Dopo un rapido confronto dei parametri del figlio, con il personale dell’ospedale di riferimento della famiglia il genitore del ragazzo è stato «fortemente consigliato» di recarsi al pronto soccorso dell’ospedale di Lamezia Terme e di chiedere le cure del Centro regionale di Fibrosi cistica calabrese lì localizzato. «Le scrivo proprio per ringraziare lei e tutta lo staff dell’ospedale “Giovanni Paolo II” di Lamezia Terme per la qualità di cure ricevute ma, ancor di più per le doti umane dimostrate da tutto il personale del Centro per il trattamento della Fibrosi cistica – si legge nella lettera del papà a Longo -. Nonostante fossimo nel pieno del fine settimana di ferragosto abbiamo trovato una professionalità e un’empatia di livello eccellente».
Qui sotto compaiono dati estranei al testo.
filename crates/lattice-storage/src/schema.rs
//! Persisted schema for the entity-graph storage engine.
//!
//! Four tables: networks, their typed configs, entities, and the
//! association edges between entities. All DDL is generated through the
//! [`Dialect`] builder and guarded with `IF NOT EXISTS` so initialization
//! is safe to run repeatedly.

use crate::dialect::Dialect;

pub const NETWORKS_TABLE: &str = "networks";
pub const NETWORK_CONFIGS_TABLE: &str = "network_configs";
pub const ENTITIES_TABLE: &str = "entities";
pub const ASSOCIATIONS_TABLE: &str = "associations";

/// Reserved network holding entities that are not scoped to any tenant.
pub const INTERNAL_NETWORK_ID: &str = "network_lattice_internal";

/// `key` collides with a keyword in some dialects, so it is always quoted.
pub const KEY_COL: &str = "\"key\"";

/// All DDL statements required by the engine, in execution order.
///
/// Entities reference their network without `ON DELETE CASCADE`: deleting
/// a network with live entities is a foreign-key error, and cleanup is the
/// caller's responsibility. Associations do cascade with their endpoints.
pub fn ddl_statements(dialect: Dialect) -> Vec<String> {
    let bytes = dialect.bytes_type();
    vec![
        dialect.create_table_if_not_exists(
            NETWORKS_TABLE,
            &[
                "id TEXT PRIMARY KEY".to_owned(),
                "type TEXT".to_owned(),
                "name TEXT".to_owned(),
                "description TEXT".to_owned(),
                "version BIGINT NOT NULL DEFAULT 0".to_owned(),
            ],
            &[],
        ),
        dialect.create_table_if_not_exists(
            NETWORK_CONFIGS_TABLE,
            &[
                format!("network_id TEXT NOT NULL REFERENCES {NETWORKS_TABLE} (id) ON DELETE CASCADE"),
                "type TEXT NOT NULL".to_owned(),
                format!("value {bytes}"),
            ],
            &["PRIMARY KEY (network_id, type)".to_owned()],
        ),
        dialect.create_table_if_not_exists(
            ENTITIES_TABLE,
            &[
                "pk TEXT PRIMARY KEY".to_owned(),
                format!("network_id TEXT REFERENCES {NETWORKS_TABLE} (id)"),
                "type TEXT NOT NULL".to_owned(),
                format!("{KEY_COL} TEXT NOT NULL"),
                "graph_id TEXT NOT NULL".to_owned(),
                "name TEXT".to_owned(),
                "description TEXT".to_owned(),
                "physical_id TEXT UNIQUE".to_owned(),
                format!("config {bytes}"),
                "version BIGINT NOT NULL DEFAULT 0".to_owned(),
            ],
            &[format!("UNIQUE (network_id, {KEY_COL}, type)")],
        ),
        // graph_id is the access path for whole-component loads.
        dialect.create_index_if_not_exists("entities_graph_id_idx", ENTITIES_TABLE, "graph_id"),
        dialect.create_table_if_not_exists(
            ASSOCIATIONS_TABLE,
            &[
                format!("from_pk TEXT NOT NULL REFERENCES {ENTITIES_TABLE} (pk) ON DELETE CASCADE"),
                format!("to_pk TEXT NOT NULL REFERENCES {ENTITIES_TABLE} (pk) ON DELETE CASCADE"),
            ],
            &["PRIMARY KEY (from_pk, to_pk)".to_owned()],
        ),
    ]
}

#[cfg(test)]
mod tests {
    use super::*;

    #[test]
    fn ddl_is_guarded_for_idempotence() {
        for stmt in ddl_statements(Dialect::Sqlite) {
            assert!(stmt.contains("IF NOT EXISTS"), "not idempotent: {stmt}");
        }
    }

    #[test]
    fn postgres_ddl_uses_bytea() {
        let ddl = ddl_statements(Dialect::Postgres).join("\n");
        assert!(ddl.contains("config BYTEA"));
        assert!(!ddl.contains("BLOB"));
    }

    #[test]
    fn entities_do_not_cascade_with_their_network() {
        let ddl = ddl_statements(Dialect::Sqlite)
            .into_iter()
            .find(|s| s.contains("CREATE TABLE IF NOT EXISTS entities"))
            .unwrap();
        assert!(!ddl.contains("network_id TEXT REFERENCES networks (id) ON DELETE CASCADE"));
    }
}
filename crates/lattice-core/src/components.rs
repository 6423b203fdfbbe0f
//! Connected-components pass over an edge list.
//!
//! Edges are directed in storage but connectivity is direction-agnostic,
//! so the adjacency list is built with both orientations. The DFS walk
//! unions every visited neighbor pair into a [`UnionFind`], with a visited
//! set so each node is expanded once.

use std::collections::{HashMap, HashSet};

use crate::union_find::UnionFind;

/// Computes the connected components of the undirected graph induced by
/// `edges` over `nodes`.
///
/// Nodes that appear in no edge form singleton components. Components are
/// returned in the canonical [`UnionFind::components`] order: size
/// ascending, ties broken by lexicographic member comparison.
pub fn connected_components(nodes: &[String], edges: &[(String, String)]) -> Vec<Vec<String>> {
    let mut uf = UnionFind::new();
    for node in nodes {
        uf.insert(node);
    }

    let mut adjacency: HashMap<&str, Vec<&str>> = HashMap::new();
    for (from, to) in edges {
        adjacency.entry(from).or_default().push(to);
        adjacency.entry(to).or_default().push(from);
    }

    let mut visited: HashSet<&str> = HashSet::new();
    for node in nodes {
        if visited.contains(node.as_str()) {
            continue;
        }
        visited.insert(node);

        let mut stack: Vec<&str> = vec![node];
        while let Some(current) = stack.pop() {
            let Some(neighbors) = adjacency.get(current) else {
                continue;
            };
            for &neighbor in neighbors {
                uf.union(current, neighbor);
                if visited.insert(neighbor) {
                    stack.push(neighbor);
                }
            }
        }
    }

    uf.components()
}

#[cfg(test)]
mod tests {
    use super::*;

    fn nodes(names: &[&str]) -> Vec<String> {
        names.iter().map(|n| n.to_string()).collect()
    }

    fn edges(pairs: &[(&str, &str)]) -> Vec<(String, String)> {
        pairs
            .iter()
            .map(|(a, b)| (a.to_string(), b.to_string()))
            .collect()
    }

    #[test]
    fn no_edges_yields_singletons() {
        let comps = connected_components(&nodes(&["c", "a", "b"]), &[]);
        assert_eq!(
            comps,
            vec![
                vec!["a".to_owned()],
                vec!["b".to_owned()],
                vec!["c".to_owned()],
            ]
        );
    }

    #[test]
    fn direction_is_ignored() {
        // a -> b and c -> b connect all three despite edge orientation.
        let comps = connected_components(
            &nodes(&["a", "b", "c"]),
            &edges(&[("a", "b"), ("c", "b")]),
        );
        assert_eq!(
            comps,
            vec![vec!["a".to_owned(), "b".to_owned(), "c".to_owned()]]
        );
    }

    #[test]
    fn line_topology_splits_at_missing_middle_edge() {
        // a - b   c - d - e
        let comps = connected_components(
            &nodes(&["a", "b", "c", "d", "e"]),
            &edges(&[("a", "b"), ("c", "d"), ("d", "e")]),
        );
        assert_eq!(
            comps,
            vec![
                vec!["a".to_owned(), "b".to_owned()],
                vec!["c".to_owned(), "d".to_owned(), "e".to_owned()],
            ]
        );
    }

    #[test]
    fn cycle_is_one_component() {
        let comps = connected_components(
            &nodes(&["a", "b", "c"]),
            &edges(&[("a", "b"), ("b", "c"), ("c", "a")]),
        );
        assert_eq!(
            comps,
            vec![vec!["a".to_owned(), "b".to_owned(), "c".to_owned()]]
        );
    }

    #[test]
    fn equal_size_components_sort_lexicographically() {
        let comps = connected_components(
            &nodes(&["x", "y", "a", "b"]),
            &edges(&[("x", "y"), ("a", "b")]),
        );
        assert_eq!(
            comps,
            vec![
                vec!["a".to_owned(), "b".to_owned()],
                vec!["x".to_owned(), "y".to_owned()],
            ]
        );
    }
}
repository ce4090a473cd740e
//! Car model and movement constants

use std::f64::consts::PI;

/// Forward speed of the AI car, units per second
pub const BASE_SPEED: f64 = 60.0 * 3.0;
/// Human cars move this much faster than the AI
pub const PLAYER_SPEED_MULTIPLIER: f64 = 1.2;
/// Speed factor applied while carrying the flag
pub const FLAG_SPEED_MULTIPLIER: f64 = 0.8;
/// Human turn rate, radians per second
pub const TURN_SPEED: f64 = PI * 1.5;
/// AI turn rate, radians per second
pub const ENEMY_TURN_SPEED: f64 = TURN_SPEED * 0.5;
/// Side length of the square world
pub const WORLD_SIZE: f64 = 800.0 * 3.0;
pub const WORLD_HALF: f64 = WORLD_SIZE / 2.0;

/// Player steering intent (latest input wins)
#[derive(Debug, Clone, Copy, Default, PartialEq)]
pub struct TurnInput {
    pub left: bool,
    pub right: bool,
    /// Client-supplied or server-assigned timestamp, milliseconds.
    /// Retained but never used to reject input.
    pub timestamp: f64,
}

/// A car on the ground plane (authoritative)
#[derive(Debug, Clone, PartialEq)]
pub struct Car {
    pub x: f64,
    pub z: f64,
    /// Heading in radians, never normalized
    pub angle: f64,
    pub has_flag: bool,
    /// Seconds left during which the flag cannot be taken from this car
    pub immunity_timer: f64,
}

impl Car {
    pub fn new(x: f64, z: f64, angle: f64) -> Self {
        Self {
            x,
            z,
            angle,
            has_flag: false,
            immunity_timer: 0.0,
        }
    }

    /// Player spawn pose: origin, facing +x
    pub fn at_origin() -> Self {
        Self::new(0.0, 0.0, 0.0)
    }

    /// Put the car back at a pose and clear flag and immunity
    pub fn place(&mut self, x: f64, z: f64, angle: f64) {
        *self = Self::new(x, z, angle);
    }

    pub fn is_immune(&self) -> bool {
        self.immunity_timer > 0.0
    }

    /// Take the flag and stay protected for `immunity` seconds
    pub fn grant_flag(&mut self, immunity: f64) {
        self.has_flag = true;
        self.immunity_timer = immunity;
    }

    pub fn drop_flag(&mut self) {
        self.has_flag = false;
    }

    /// Apply a player's turn intent for one step
    pub fn steer(&mut self, input: &TurnInput, dt: f64) {
        if input.left {
            self.angle -= TURN_SPEED * dt;
        }
        if input.right {
            self.angle += TURN_SPEED * dt;
        }
    }

    /// Advance along the current heading, clamp to the world, decay immunity.
    pub fn integrate(&mut self, dt: f64, base_speed: f64) {
        let speed = base_speed
            * if self.has_flag {
                FLAG_SPEED_MULTIPLIER
            } else {
                1.0
            };

        self.x += self.angle.cos() * speed * dt;
        self.z += self.angle.sin() * speed * dt;

        self.x = self.x.clamp(-WORLD_HALF, WORLD_HALF);
        self.z = self.z.clamp(-WORLD_HALF, WORLD_HALF);

        self.immunity_timer = (self.immunity_timer - dt).max(0.0);
    }
}
//! Session registry: connection identity -> car, color, latest input

use std::fmt;

use rand::Rng;
use serde::{Serialize, Serializer};
use uuid::Uuid;

use super::physics::{Car, TurnInput};

/// Colors handed to players in order. Red (0xff5c5c) belongs to the AI.
pub const PLAYER_COLORS: [u32; 10] = [
    0x3ec1ff, // Blue
    0x00ff00, // Green
    0xffff00, // Yellow
    0xff00ff, // Magenta
    0x00ffff, // Cyan
    0xffa500, // Orange
    0x8000ff, // Purple
    0xff1493, // Deep Pink
    0x00ff7f, // Spring Green
    0xff6347, // Tomato
];

/// Server-generated identity of a connected player
#[derive(Debug, Clone, Copy, PartialEq, Eq, Hash, PartialOrd, Ord, Serialize)]
#[serde(transparent)]
pub struct PlayerId(Uuid);

impl PlayerId {
    pub fn generate() -> Self {
        Self(Uuid::new_v4())
    }
}

impl fmt::Display for PlayerId {
    fn fmt(&self, f: &mut fmt::Formatter<'_>) -> fmt::Result {
        write!(f, "{}", self.0)
    }
}

/// Identity of any car, as it appears on the wire
#[derive(Debug, Clone, Copy, PartialEq, Eq, Hash)]
pub enum CarId {
    Ai,
    Player(PlayerId),
}

impl fmt::Display for CarId {
    fn fmt(&self, f: &mut fmt::Formatter<'_>) -> fmt::Result {
        match self {
            CarId::Ai => f.write_str("ai"),
            CarId::Player(id) => write!(f, "{}", id),
        }
    }
}

impl Serialize for CarId {
    fn serialize<S: Serializer>(&self, serializer: S) -> Result<S::Ok, S::Error> {
        serializer.collect_str(self)
    }
}

/// One connected client and its car
#[derive(Debug, Clone)]
pub struct Session {
    pub player_id: PlayerId,
    pub color: u32,
    pub car: Car,
    pub input: TurnInput,
}

/// Live sessions in join order.
///
/// Join order is the canonical car order after the AI, so it is kept stable.
#[derive(Debug, Default)]
pub struct SessionRegistry {
    sessions: Vec<Session>,
}

impl SessionRegistry {
    pub fn new() -> Self {
        Self::default()
    }

    pub fn len(&self) -> usize {
        self.sessions.len()
    }

    pub fn is_empty(&self) -> bool {
        self.sessions.is_empty()
    }

    /// First unused palette color, or a random palette entry when all are taken
    pub fn assign_color<R: Rng>(&self, rng: &mut R) -> u32 {
        PLAYER_COLORS
            .iter()
            .copied()
            .find(|color| !self.sessions.iter().any(|s| s.color == *color))
            .unwrap_or_else(|| PLAYER_COLORS[rng.gen_range(0..PLAYER_COLORS.len())])
    }

    /// Register a new session with a car at the spawn pose
    pub fn insert<R: Rng>(&mut self, player_id: PlayerId, now_millis: f64, rng: &mut R) -> &Session {
        let color = self.assign_color(rng);
        self.sessions.push(Session {
            player_id,
            color,
            car: Car::at_origin(),
            input: TurnInput {
                timestamp: now_millis,
                ..Default::default()
            },
        });
        &self.sessions[self.sessions.len() - 1]
    }

    /// Remove a session; its color becomes free again
    pub fn remove(&mut self, player_id: PlayerId) -> Option<Session> {
        let idx = self.sessions.iter().position(|s| s.player_id == player_id)?;
        Some(self.sessions.remove(idx))
    }

    pub fn get(&self, player_id: PlayerId) -> Option<&Session> {
        self.sessions.iter().find(|s| s.player_id == player_id)
    }

    pub fn get_mut(&mut self, player_id: PlayerId) -> Option<&mut Session> {
        self.sessions.iter_mut().find(|s| s.player_id == player_id)
    }

    /// Overwrite the latest input intent. Returns false for unknown ids.
    pub fn set_input(&mut self, player_id: PlayerId, input: TurnInput) -> bool {
        match self.get_mut(player_id) {
            Some(session) => {
                session.input = input;
                true
            }
            None => false,
        }
    }

    pub fn iter(&self) -> impl Iterator<Item = &Session> {
        self.sessions.iter()
    }

    pub fn iter_mut(&mut self) -> impl Iterator<Item = &mut Session> {
        self.sessions.iter_mut()
    }

    pub fn ids(&self) -> impl Iterator<Item = PlayerId> + '_ {
        self.sessions.iter().map(|s| s.player_id)
    }
}
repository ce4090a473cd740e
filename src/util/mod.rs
//! Shared utilities

pub mod time;
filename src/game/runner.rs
//! Authoritative tick loop and message fan-out

use std::collections::HashMap;
use std::sync::Arc;

use parking_lot::RwLock;
use serde::Serialize;
use tokio::sync::{mpsc, watch};
use tokio::time::{interval, MissedTickBehavior};
use tracing::{debug, error, info, warn};

use crate::util::time::{tick_duration, unix_millis, Timer, TICK_DURATION_MICROS, TICK_RATE};
use crate::ws::protocol::{ClientMsg, ServerMsg};

use super::physics::TurnInput;
use super::r#match::MatchPhase;
use super::session::PlayerId;
use super::snapshot::SnapshotStats;
use super::world::{Outbound, Recipients, World};
use super::GameCommand;

/// How often snapshot size stats are logged, in snapshots
const STATS_LOG_INTERVAL: u64 = TICK_RATE as u64 * 60;

/// Summary of the running match, readable from HTTP handlers
#[derive(Debug, Clone, Default, Serialize)]
pub struct MatchStatus {
    pub phase: MatchPhase,
    pub connected_players: usize,
    pub match_time: f64,
    pub finished: bool,
}

/// Handle to the running game loop
#[derive(Clone)]
pub struct GameHandle {
    pub command_tx: mpsc::Sender<GameCommand>,
    status: Arc<RwLock<MatchStatus>>,
}

impl GameHandle {
    pub fn status(&self) -> MatchStatus {
        self.status.read().clone()
    }
}

/// Owns the world and every session's outbound queue.
///
/// Commands and ticks are handled one at a time on a single task, so the
/// world is never touched concurrently.
pub struct GameRunner {
    world: World,
    command_rx: mpsc::Receiver<GameCommand>,
    outbound: HashMap<PlayerId, mpsc::Sender<Arc<str>>>,
    status: Arc<RwLock<MatchStatus>>,
    stats: SnapshotStats,
}

impl GameRunner {
    pub fn new(seed: u64, command_buffer: usize) -> (Self, GameHandle) {
        let (command_tx, command_rx) = mpsc::channel(command_buffer);
        let status = Arc::new(RwLock::new(MatchStatus::default()));

        let handle = GameHandle {
            command_tx,
            status: status.clone(),
        };

        let runner = Self {
            world: World::new(seed),
            command_rx,
            outbound: HashMap::new(),
            status,
            stats: SnapshotStats::default(),
        };

        (runner, handle)
    }

    /// Run the fixed-rate loop until shutdown is signalled or every handle
    /// is dropped
    pub async fn run(mut self, mut shutdown: watch::Receiver<bool>) {
        info!(tick_rate = TICK_RATE, "Game loop started");

        let mut ticker = interval(tick_duration());
        ticker.set_missed_tick_behavior(MissedTickBehavior::Skip);

        loop {
            tokio::select! {
                biased;
                changed = shutdown.changed() => {
                    if changed.is_err() || *shutdown.borrow() {
                        info!("Game loop shutting down");
                        break;
                    }
                }
                _ = ticker.tick() => self.run_tick(),
                cmd = self.command_rx.recv() => match cmd {
                    Some(cmd) => self.handle_command(cmd),
                    None => {
                        info!("All game handles dropped, stopping game loop");
                        break;
                    }
                },
            }
        }
    }

    /// Apply one connect, input or disconnect event
    pub fn handle_command(&mut self, cmd: GameCommand) {
        match cmd {
            GameCommand::Connect { player_id, outbound } => {
                self.outbound.insert(player_id, outbound);
                let out = self.world.connect(player_id, unix_millis() as f64);
                self.dispatch(out);
                self.publish_status();
            }
            GameCommand::Message {
                player_id,
                msg,
                received_at,
            } => match msg {
                ClientMsg::Input {
                    left,
                    right,
                    timestamp,
                } => {
                    let input = TurnInput {
                        left,
                        right,
                        timestamp: timestamp.unwrap_or(received_at as f64),
                    };
                    if !self.world.apply_input(player_id, input) {
                        debug!(player_id = %player_id, "Input for unknown player");
                    }
                }
            },
            GameCommand::Disconnect { player_id } => {
                self.outbound.remove(&player_id);
                let out = self.world.disconnect(player_id);
                self.dispatch(out);
                self.publish_status();
            }
        }
    }

    /// Advance the simulation one step and broadcast the results
    pub fn run_tick(&mut self) {
        if self.world.population() == 0 {
            return;
        }
        let timer = Timer::new();

        let out = self.world.tick();
        self.dispatch(out);
        self.publish_status();

        let spent = timer.elapsed_micros();
        if spent > TICK_DURATION_MICROS {
            warn!(
                spent_micros = spent,
                budget_micros = TICK_DURATION_MICROS,
                "Slow tick"
            );
        }
    }

    /// Serialize each message once and queue it for its recipients.
    /// A full or closed queue only affects that one recipient.
    fn dispatch(&mut self, outbound: Vec<Outbound>) {
        for Outbound { to, msg } in outbound {
            let text: Arc<str> = match serde_json::to_string(&msg) {
                Ok(json) => json.into(),
                Err(e) => {
                    error!(error = %e, "Failed to serialize server message");
                    continue;
                }
            };

            if let ServerMsg::GameState { state } = &msg {
                self.stats.record(state.players.len(), text.len());
                if self.stats.total_snapshots % STATS_LOG_INTERVAL == 0 {
                    debug!(
                        snapshots = self.stats.total_snapshots,
                        avg_bytes = self.stats.avg_bytes(),
                        avg_players = self.stats.avg_players_per_snapshot,
                        "Snapshot stats"
                    );
                }
            }

            for (player_id, tx) in &self.outbound {
                if !to.includes(*player_id) {
                    continue;
                }
                if let Err(e) = tx.try_send(text.clone()) {
                    match e {
                        mpsc::error::TrySendError::Full(_) => {
                            warn!(player_id = %player_id, "Outbound queue full, dropping message");
                        }
                        mpsc::error::TrySendError::Closed(_) => {
                            debug!(player_id = %player_id, "Outbound queue closed");
                        }
                    }
                }
            }

            if let Recipients::One(player_id) = to {
                if !self.outbound.contains_key(&player_id) {
                    warn!(player_id = %player_id, "No outbound queue for direct message");
                }
            }
        }
    }

    fn publish_status(&self) {
        let mut status = self.status.write();
        status.phase = self.world.phase();
        status.connected_players = self.world.population();
        status.match_time = self.world.state().elapsed();
        status.finished = self.world.state().finished();
    }
}

#[cfg(test)]
impl GameRunner {
    pub(crate) fn world(&self) -> &World {
        &self.world
    }
}
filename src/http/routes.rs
//! HTTP route definitions

use axum::{
    extract::State,
    http::{header, Method},
    response::Json,
    routing::get,
    Router,
};
use serde::Serialize;
use tower_http::{
    cors::{Any, CorsLayer},
    trace::TraceLayer,
};

use crate::app::AppState;
use crate::game::r#match::MatchPhase;
use crate::util::time::uptime_secs;
use crate::ws::handler::ws_handler;

/// Build the application router
pub fn build_router(state: AppState) -> Router {
    // CORS configuration - support multiple origins (comma-separated in CLIENT_ORIGIN)
    let cors = match &state.config.client_origin {
        Some(origins) => {
            let allowed_origins: Vec<header::HeaderValue> = origins
                .split(',')
                .filter_map(|s| s.trim().parse::<header::HeaderValue>().ok())
                .collect();
            CorsLayer::new().allow_origin(allowed_origins)
        }
        None => CorsLayer::new().allow_origin(Any),
    }
    .allow_methods([Method::GET, Method::OPTIONS])
    .allow_headers([header::CONTENT_TYPE]);

    Router::new()
        .route("/health", get(health_handler))
        .route("/ws", get(ws_handler))
        .layer(TraceLayer::new_for_http())
        .layer(cors)
        .with_state(state)
}

// ============================================================================
// Health endpoint
// ============================================================================

#[derive(Serialize)]
struct HealthResponse {
    status: &'static str,
    phase: MatchPhase,
    uptime_secs: u64,
    connected_players: usize,
    match_time: f64,
    finished: bool,
}

async fn health_handler(State(state): State<AppState>) -> Json<HealthResponse> {
    let match_status = state.game.status();

    Json(HealthResponse {
        status: "ok",
        phase: match_status.phase,
        uptime_secs: uptime_secs(),
        connected_players: match_status.connected_players,
        match_time: match_status.match_time,
        finished: match_status.finished,
    })
}

#[cfg(test)]
mod tests {
    use super::*;
    use crate::config::Config;
    use axum::body::{to_bytes, Body};
    use axum::http::{Request, StatusCode};
    use tower::ServiceExt;

    #[tokio::test]
    async fn health_reports_idle_server() {
        let (state, _runner) = AppState::new(Config {
            game_seed: Some(1),
            ..Config::default()
        });
        let app = build_router(state);

        let response = app
            .oneshot(Request::builder().uri("/health").body(Body::empty()).unwrap())
            .await
            .unwrap();
        assert_eq!(response.status(), StatusCode::OK);

        let body = to_bytes(response.into_body(), usize::MAX).await.unwrap();
        let json: serde_json::Value = serde_json::from_slice(&body).unwrap();
        assert_eq!(json["status"], "ok");
        assert_eq!(json["connected_players"], 0);
        assert_eq!(json["phase"], "waiting");
        assert_eq!(json["finished"], false);
    }

    #[tokio::test]
    async fn plain_get_on_ws_is_not_upgraded() {
        let (state, _runner) = AppState::new(Config::default());
        let app = build_router(state);

        let response = app
            .oneshot(Request::builder().uri("/ws").body(Body::empty()).unwrap())
            .await
            .unwrap();
        assert!(response.status().is_client_error());
    }

    #[tokio::test]
    async fn unknown_route_is_404() {
        let (state, _runner) = AppState::new(Config::default());
        let response = build_router(state)
            .oneshot(Request::builder().uri("/inventory").body(Body::empty()).unwrap())
            .await
            .unwrap();
        assert_eq!(response.status(), StatusCode::NOT_FOUND);
    }
}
Nella lettera il papà del ragazzo scrive di aver trovato un reparto «moderno, pulito, personale estremamente attento al rispetto dei protocolli Covid. Le parlo proprio di tutti, ho trovato professionalità e umanità a partire dagli addetti al servizio di ristorazione e pulizia ad arrivare alla primaria del reparto che, seppur in ferie nel primo periodo del ricovero, ha seguito costantemente l’evolversi della prognosi di mio figlio. Nei 12 giorni di ricovero di mio figlio abbiamo ricevuto tutto il sostegno e le agevolazioni necessarie per riuscire a “seguire” il nostro ragazzo. Da cittadini normali quali siamo, consideriamo tutto questo un valore aggiunto che ha fatto ben figurare la sanità calabrese».

Il papà del ragazzo ha ringraziato tutti, «la dottoressa Mariangela Garofalo e la fisioterapista Alessandra D’elia che hanno seguito diuturnamente Giacomo accollandosene le preoccupazioni anche nel loto tempo libero, gli infermieri del reparto Giuseppe e Pietro con tutti i loro colleghi, sempre presenti e puntuali, costantemente pazienti anche con un adolescente costretto nel pieno delle vacanze ad un letto ospedaliero e soprattutto alla dottoressa Mimma Caloiero che dirige un reparto con standard strutturali e organizzativi all’avanguardia. Le garantisco che le prestazioni che abbiamo ricevuto, la professionalità e l’empatia dimostrata rimarranno per sempre nei nostri cuori “nordici”».